## WHAT THE TASK ASKS
The result should be every line in the data below that carries the string "diff".
─── LISTED ENTRIES
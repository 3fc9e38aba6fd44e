//! Best score and recent-round history
//!
//! Persisted through a [`Storage`] backend after every round, keeps the last
//! 10 rounds.

use std::collections::VecDeque;

use serde::{Deserialize, Serialize};
use time::OffsetDateTime;
use time::format_description::well_known::Rfc3339;

use crate::consts::MAX_RECENT_SCORES;
use crate::persistence::{self, Storage};

/// One finished round
#[derive(Debug, Clone, PartialEq, Eq, Serialize, Deserialize)]
pub struct ScoreRecord {
    pub score: u64,
    /// RFC 3339 timestamp (UTC)
    pub date: String,
}

/// The persisted layout
#[derive(Debug, Clone, Default, PartialEq, Serialize, Deserialize)]
pub struct ScoreData {
    #[serde(default)]
    pub high_score: u64,
    /// Oldest first
    #[serde(default)]
    pub recent: VecDeque<ScoreRecord>,
}

impl ScoreData {
    /// Repair data read from disk: keep only the newest entries and make
    /// sure the best score covers them.
    fn normalized(mut self) -> Self {
        while self.recent.len() > MAX_RECENT_SCORES {
            self.recent.pop_front();
        }
        let best_recent = self.recent.iter().map(|r| r.score).max().unwrap_or(0);
        self.high_score = self.high_score.max(best_recent);
        self
    }
}

/// Result of recording a round
#[derive(Debug, Clone, Copy, PartialEq, Eq)]
pub struct RecordOutcome {
    /// Score beat the previous best (ties do not count)
    pub new_best: bool,
    /// Record reached the backing storage
    pub persisted: bool,
}

/// High score store with its backing storage
pub struct ScoreStore {
    data: ScoreData,
    storage: Box<dyn Storage>,
}

impl std::fmt::Debug for ScoreStore {
    fn fmt(&self, f: &mut std::fmt::Formatter<'_>) -> std::fmt::Result {
        f.debug_struct("ScoreStore")
            .field("data", &self.data)
            .field("storage", &self.storage.describe())
            .finish()
    }
}

impl ScoreStore {
    /// Load from storage. Missing or corrupt data gives an empty store.
    pub fn load(storage: impl Storage + 'static) -> Self {
        let storage: Box<dyn Storage> = Box::new(storage);
        let data = match persistence::load_json::<ScoreData>(storage.as_ref()) {
            Ok(Some(data)) => {
                let data = data.normalized();
                log::info!(
                    "Loaded scores from {} (best {}, {} recent)",
                    storage.describe(),
                    data.high_score,
                    data.recent.len()
                );
                data
            }
            Ok(None) => {
                log::info!("No scores found at {}, starting fresh", storage.describe());
                ScoreData::default()
            }
            Err(e) => {
                log::warn!("Ignoring unreadable scores at {}: {}", storage.describe(), e);
                ScoreData::default()
            }
        };
        Self { data, storage }
    }

    pub fn high_score(&self) -> u64 {
        self.data.high_score
    }

    /// Recent rounds, oldest first
    pub fn recent(&self) -> impl ExactSizeIterator<Item = &ScoreRecord> + '_ {
        self.data.recent.iter()
    }

    /// Most recent round, if any
    pub fn latest(&self) -> Option<&ScoreRecord> {
        self.data.recent.back()
    }

    pub fn data(&self) -> &ScoreData {
        &self.data
    }

    /// Record a finished round stamped with the current time
    pub fn record(&mut self, score: u64) -> RecordOutcome {
        self.record_at(score, now_rfc3339())
    }

    /// Record a finished round with an explicit date string
    pub fn record_at(&mut self, score: u64, date: String) -> RecordOutcome {
        if self.data.recent.len() >= MAX_RECENT_SCORES {
            self.data.recent.pop_front();
        }
        self.data.recent.push_back(ScoreRecord { score, date });

        let new_best = score > self.data.high_score;
        self.data.high_score = self.data.high_score.max(score);

        let persisted = match persistence::save_json(self.storage.as_mut(), &self.data) {
            Ok(()) => {
                log::info!("Scores saved (score {}, best {})", score, self.data.high_score);
                true
            }
            Err(e) => {
                log::warn!("Failed to save scores to {}: {}", self.storage.describe(), e);
                false
            }
        };

        RecordOutcome {
            new_best,
            persisted,
        }
    }
}

fn now_rfc3339() -> String {
    OffsetDateTime::now_utc()
        .format(&Rfc3339)
        .unwrap_or_else(|_| String::from("unknown"))
}

/// Format a stored date relative to `now` for the scores screen
pub fn format_date(date: &str, now: OffsetDateTime) -> String {
    let Ok(then) = OffsetDateTime::parse(date, &Rfc3339) else {
        return "N/A".to_string();
    };

    let diff = now - then;
    let days = diff.whole_days();
    let hours = diff.whole_hours();
    let mins = diff.whole_minutes();

    if days >= 1 {
        if days == 1 {
            "Yesterday".to_string()
        } else if days < 7 {
            format!("{} days ago", days)
        } else {
            format!(
                "{}/{}/{:02}",
                u8::from(then.month()),
                then.day(),
                then.year() % 100
            )
        }
    } else if hours >= 1 {
        if hours == 1 {
            "1 hour ago".to_string()
        } else {
            format!("{} hours ago", hours)
        }
    } else if mins >= 1 {
        if mins == 1 {
            "1 min ago".to_string()
        } else {
            format!("{} mins ago", mins)
        }
    } else {
        "Just now".to_string()
    }
}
──────
## RESPONSE BELOW
    let diff = now - then;
    let days = diff.whole_days();
    let hours = diff.whole_hours();
    let mins = diff.whole_minutes();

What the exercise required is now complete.